As members of Congress prepared to take a two-week break, House Speaker Mike Johnson hoped to tackle some priorities on his to-do list. First up was a bill to reauthorize Section 702 of the Foreign Intelligence Surveillance Act (FISA), which intelligence officials consider a critical surveillance tool. The Louisiana Republican supported the measure, and he thought he might have the support to get it through the chamber.
He thought wrong. Facing a backlash from his own GOP members, Johnson was forced to pull the bill.
Around the same time, Johnson tried to advance a modest tweak to the cap on the state and local tax deductions (better known as the SALT issue).

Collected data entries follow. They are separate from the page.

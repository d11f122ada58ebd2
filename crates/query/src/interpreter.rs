//! Heuristic phrase-to-filter interpretation.
//!
//! [`interpret`] translates a free-text phrase like "palindromic strings
//! longer than 10" into a [`FilterSpec`]. This is a fixed, ordered set of
//! pattern-matching rules, not language understanding: each rule looks for
//! one phrase shape and sets one filter field.
//!
//! The rules live in [`RULES`], an explicit table evaluated top to bottom.
//! A rule never overwrites a field an earlier rule already set, so the
//! table order *is* the precedence order, and within one rule the first
//! occurrence scanning left to right wins. Conflicting phrasings are
//! therefore resolved deterministically, never merged.
//!
//! Matching is case-insensitive; the input is lowercased once up front.
//! Unmatched input produces an empty spec — the interpreter itself never
//! fails.

use crate::spec::FilterSpec;

/// One interpretation rule: a named pattern that may set a single filter
/// field when its phrase shape occurs in the query.
struct Rule {
    /// Stable name, used in trace output and tests.
    name: &'static str,
    apply: fn(&QueryText, &mut FilterSpec),
}

/// The rule table, in precedence order.
///
/// 1. "palindrome"/"palindromic" -> `is_palindrome = true`
/// 2. word-count phrases ("single word", "one word", "two words",
///    "<N> word(s)") -> `word_count`
/// 3. "longer than <N>" -> `min_length = N + 1`
/// 4. "shorter than <N>" -> `max_length = N - 1`
/// 5. "first vowel" + "contains" -> `contains_character = 'a'`
/// 6. "contain(s|ing) [the] [letter] <X>" -> `contains_character = X`
const RULES: &[Rule] = &[
    Rule {
        name: "palindrome",
        apply: rules::palindrome,
    },
    Rule {
        name: "word-count",
        apply: rules::word_count,
    },
    Rule {
        name: "longer-than",
        apply: rules::longer_than,
    },
    Rule {
        name: "shorter-than",
        apply: rules::shorter_than,
    },
    Rule {
        name: "first-vowel",
        apply: rules::first_vowel,
    },
    Rule {
        name: "contains-letter",
        apply: rules::contains_letter,
    },
];

/// Names of all rules in evaluation order. Exposed so the precedence
/// order is auditable from outside the crate.
pub fn rule_names() -> Vec<&'static str> {
    RULES.iter().map(|rule| rule.name).collect()
}

/// Translate a free-text phrase into a filter.
///
/// Returns an empty [`FilterSpec`] when no rule fires; callers that need
/// to reject uninterpretable queries check
/// [`FilterSpec::is_empty`](crate::FilterSpec::is_empty) themselves.
///
/// # Examples
///
/// ```rust
/// use query::interpret;
///
/// let spec = interpret("all palindromic strings longer than 10");
/// assert_eq!(spec.is_palindrome, Some(true));
/// assert_eq!(spec.min_length, Some(11));
///
/// assert!(interpret("gibberish with no patterns").is_empty());
/// ```
pub fn interpret(text: &str) -> FilterSpec {
    let query = QueryText::new(text);
    let mut spec = FilterSpec::default();
    for rule in RULES {
        (rule.apply)(&query, &mut spec);
    }
    spec
}

/// Pre-processed query text shared by all rules: the lowercased phrase
/// plus its whitespace tokens with surrounding punctuation stripped.
struct QueryText {
    text: String,
    tokens: Vec<String>,
}

impl QueryText {
    fn new(input: &str) -> Self {
        let text = input.to_lowercase();
        let tokens = text
            .split_whitespace()
            .map(|token| {
                token
                    .trim_matches(|c: char| !c.is_alphanumeric())
                    .to_string()
            })
            .collect();
        Self { text, tokens }
    }

    fn contains_phrase(&self, phrase: &str) -> bool {
        self.text.contains(phrase)
    }

    /// First `N` such that tokens `first second <N>` appear in sequence.
    fn number_after_pair(&self, first: &str, second: &str) -> Option<usize> {
        self.tokens.windows(3).find_map(|window| {
            (window[0] == first && window[1] == second)
                .then(|| window[2].parse().ok())
                .flatten()
        })
    }
}

mod rules {
    use super::{FilterSpec, QueryText};

    pub(super) fn palindrome(query: &QueryText, spec: &mut FilterSpec) {
        if spec.is_palindrome.is_some() {
            return;
        }
        if query.contains_phrase("palindrome") || query.contains_phrase("palindromic") {
            spec.is_palindrome = Some(true);
        }
    }

    pub(super) fn word_count(query: &QueryText, spec: &mut FilterSpec) {
        if spec.word_count.is_some() {
            return;
        }
        if query.contains_phrase("single word") || query.contains_phrase("one word") {
            spec.word_count = Some(1);
            return;
        }
        if query.contains_phrase("two word") {
            spec.word_count = Some(2);
            return;
        }
        // Generic "<N> word(s)": first occurrence scanning left to right.
        spec.word_count = query.tokens.windows(2).find_map(|window| {
            (window[1] == "word" || window[1] == "words")
                .then(|| window[0].parse().ok())
                .flatten()
        });
    }

    pub(super) fn longer_than(query: &QueryText, spec: &mut FilterSpec) {
        if spec.min_length.is_some() {
            return;
        }
        // "longer than 10" is a strict bound; the filter window is
        // inclusive, hence the + 1.
        spec.min_length = query
            .number_after_pair("longer", "than")
            .map(|n: usize| n + 1);
    }

    pub(super) fn shorter_than(query: &QueryText, spec: &mut FilterSpec) {
        if spec.max_length.is_some() {
            return;
        }
        spec.max_length = query
            .number_after_pair("shorter", "than")
            .map(|n: usize| n.saturating_sub(1));
    }

    pub(super) fn first_vowel(query: &QueryText, spec: &mut FilterSpec) {
        if spec.contains_character.is_some() {
            return;
        }
        if query.contains_phrase("first vowel") && query.contains_phrase("contains") {
            spec.contains_character = Some('a');
        }
    }

    pub(super) fn contains_letter(query: &QueryText, spec: &mut FilterSpec) {
        if spec.contains_character.is_some() {
            return;
        }
        let tokens = &query.tokens;
        for (i, token) in tokens.iter().enumerate() {
            if token != "contain" && token != "contains" && token != "containing" {
                continue;
            }
            let mut j = i + 1;
            for filler in ["the", "letter"] {
                if tokens.get(j).is_some_and(|t| t == filler) {
                    j += 1;
                }
            }
            if let Some(candidate) = tokens.get(j) {
                let mut chars = candidate.chars();
                if let (Some(c), None) = (chars.next(), chars.next()) {
                    if c.is_alphabetic() {
                        spec.contains_character = Some(c);
                        return;
                    }
                }
            }
        }
    }
}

GOP leaders again thought they had a chance to succeed, and again failed on a procedural vote. (Up until very recently, a House majority conference hadn’t lost a vote on “adopting a rule” in decades — a New York Times report called it “all but unthinkable” — but now, it’s becoming rather common: It’s now happened six times over the last year.)
A Punchbowl News report concluded, “This is the most chaotic, inefficient and ineffective majority we’ve seen in decades covering Congress.”
To be sure, these problems are not entirely new. A month ago, Punchbowl News spoke to a “well-plugged-in House Republican,” who is not a Freedom Caucus member, who said a growing number of GOP members have “significant concerns” about the House speaker. The unnamed Republican lawmaker added that there was a “growing feeling” that Johnson was in “way, way over his head.”
That was before the House GOP leadership’s debacles from last week, followed by another round of fiascoes this week.
As the House Republican conference unravels, it’s reached the point at which Politico reported that some are starting to long for the days of former House Speaker Kevin McCarthy’s miserable tenure.
For nine months in his speakership, Kevin McCarthy seemed like a man with a title but no power — desperately…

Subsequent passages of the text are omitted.